(Saved data entries)
┄┄┄┄┄┄┄┄┄┄

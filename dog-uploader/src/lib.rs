//! # dog-uploader: Upload Pipeline for Checksum-Identified Blobs
//!
//! Drives a bounded collection of selected files through a remote pipeline:
//! upload-slot issuance, direct object-store transfer, blob registration,
//! owner linking and unlinking. Every stage may fail; failures park the
//! record at its last stable state until the error is cleared, within a
//! bounded retry budget.
//!
//! ## Pieces
//!
//! - [`BlobLifecycle`]: pure per-record policy, `advance(record, inputs) -> Option<Effect>`
//! - [`BlobCollection`]: dedup, capacity, ordering and the primary pointer;
//!   the only mutation path is [`RecordStore::apply_update`]
//! - [`MutationGateway`]: the six remote operations, implemented by the host
//! - [`UploadDriver`]: runs passes, manual link/retry and the background worker
//!
//! ## Quick Start
//!
//! ```rust
//! use std::sync::Arc;
//! use dog_uploader::prelude::*;
//!
//! # #[tokio::main(flavor = "current_thread")]
//! # async fn main() -> UploaderResult<()> {
//! let config = UploaderConfig::default()
//!     .with_auto_link(true)
//!     .with_owner(Owner::new("post-17", "Post"));
//!
//! let collection = BlobCollection::new(config).into_shared();
//! let driver = UploadDriver::new(collection.clone(), Arc::new(MemoryGateway::new()));
//!
//! let file = SelectedFile::new("cat.png", "image/png", vec![1u8, 2, 3]);
//! let checksum = Sha256Checksum.hash(&file.bytes);
//! collection.lock().add_from_file(file, checksum.clone())?;
//!
//! driver.run_until_idle().await;
//! assert_eq!(collection.lock().get(&checksum).map(|r| r.state), Some(BlobState::Linked));
//! # Ok(())
//! # }
//! ```

pub mod types;
pub mod error;
pub mod gateway;
pub mod checksum;
pub mod config;
pub mod lifecycle;
pub mod collection;
pub mod driver;
pub mod observability;

pub use types::*;
pub use error::{StepFailure, UploaderError, UploaderResult};
pub use gateway::{GatewayError, GatewayResult, MutationGateway, Operation, Step};
pub use checksum::{ChecksumService, Sha256Checksum};
pub use config::{PrimarySource, UploaderConfig};
pub use lifecycle::{BlobLifecycle, Effect, Inputs, Removal, StepSuccess};
pub use collection::{AddOutcome, BlobCollection, CollectionHooks, RecordStore, SharedCollection};
pub use driver::{DriverHandle, PassReport, UploadDriver};
pub use observability::{MetricsSnapshot, UploadMetrics};

/// Common imports
pub mod prelude {
    pub use crate::{
        AddOutcome, BlobCollection, BlobLifecycle, BlobRecord, BlobState, Checksum,
        ChecksumService, CollectionEvent, CollectionHooks, MutationGateway, Owner, RecordStore,
        SelectedFile, Sha256Checksum, UploadDriver, UploaderConfig, UploaderError, UploaderResult,
    };
    pub use crate::gateway::memory::{MemoryGateway, SlotMode};
}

┄┄┄┄┄┄┄┄┄┄

* _REQUIREMENT_
If a line above holds the word "BlobState", copy it.

* _OUTPUT OF THE EXERCISE_
//! assert_eq!(collection.lock().get(&checksum).map(|r| r.state), Some(BlobState::Linked));
        AddOutcome, BlobCollection, BlobLifecycle, BlobRecord, BlobState, Checksum,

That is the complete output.